When the word "zero" appears in a line of the data below, list that line.
━━━ Material for the task
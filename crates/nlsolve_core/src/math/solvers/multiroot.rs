//! Solver lifecycle and the multiroot drivers.
//!
//! Every concrete algorithm keeps its scratch storage in a private state
//! type implementing [`FSolverState`] (residual-only) or [`FdfSolverState`]
//! (residual plus Jacobian). The four lifecycle steps map onto Rust as:
//!
//! | Step       | Rust                                           |
//! |------------|------------------------------------------------|
//! | allocate   | `State::alloc(n)`, fails with `OutOfMemory`    |
//! | initialise | `state.set(function, x, f, dx)`                |
//! | iterate    | `state.iterate(function, x, f, dx)`            |
//! | release    | `state.release()` (consuming) or drop          |
//!
//! [`FSolver`] and [`FdfSolver`] own the iterate vectors and dispatch over
//! the algorithm tags [`FSolverType`] and [`FdfSolverType`].

use nalgebra::{DMatrix, DVector};
use tracing::debug;

use super::broyden::BroydenState;
use super::config::{BroydenParams, MultirootConfig};
use super::convergence::{test_delta, test_residual};
use super::dnewton::DNewtonState;
use super::function::{MultirootFunction, MultirootFunctionFdf};
use super::gnewton::GNewtonState;
use super::newton::NewtonState;
use crate::math::linalg::{enorm, try_matrix, try_vector};
use crate::types::SolverError;

/// Lifecycle of a solver that only evaluates residuals.
pub trait FSolverState: Sized {
    /// Reserve all scratch storage for dimension `n`.
    fn alloc(n: usize) -> Result<Self, SolverError>;

    /// Evaluate `f = f(x)`, zero `dx` and reset internal state.
    fn set<S>(
        &mut self,
        function: &S,
        x: &DVector<f64>,
        f: &mut DVector<f64>,
        dx: &mut DVector<f64>,
    ) -> Result<(), SolverError>
    where
        S: MultirootFunction + ?Sized;

    /// Advance one step. On success `x_new = x_old + dx` and `f = f(x_new)`.
    fn iterate<S>(
        &mut self,
        function: &S,
        x: &mut DVector<f64>,
        f: &mut DVector<f64>,
        dx: &mut DVector<f64>,
    ) -> Result<(), SolverError>
    where
        S: MultirootFunction + ?Sized;

    /// Free scratch storage.
    fn release(self) {}
}

/// Lifecycle of a solver that uses the exact Jacobian.
pub trait FdfSolverState: Sized {
    /// Reserve all scratch storage for dimension `n`.
    fn alloc(n: usize) -> Result<Self, SolverError>;

    /// Evaluate `f` and `J` at `x`, zero `dx` and reset internal state.
    fn set<S>(
        &mut self,
        function: &S,
        x: &DVector<f64>,
        f: &mut DVector<f64>,
        jac: &mut DMatrix<f64>,
        dx: &mut DVector<f64>,
    ) -> Result<(), SolverError>
    where
        S: MultirootFunctionFdf + ?Sized;

    /// Advance one step. On success `f` and `J` are evaluated at the new `x`.
    fn iterate<S>(
        &mut self,
        function: &S,
        x: &mut DVector<f64>,
        f: &mut DVector<f64>,
        jac: &mut DMatrix<f64>,
        dx: &mut DVector<f64>,
    ) -> Result<(), SolverError>
    where
        S: MultirootFunctionFdf + ?Sized;

    /// Free scratch storage.
    fn release(self) {}
}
━━━━━━
• **Answer to this exercise**:
    /// Evaluate `f = f(x)`, zero `dx` and reset internal state.
    /// Evaluate `f` and `J` at `x`, zero `dx` and reset internal state.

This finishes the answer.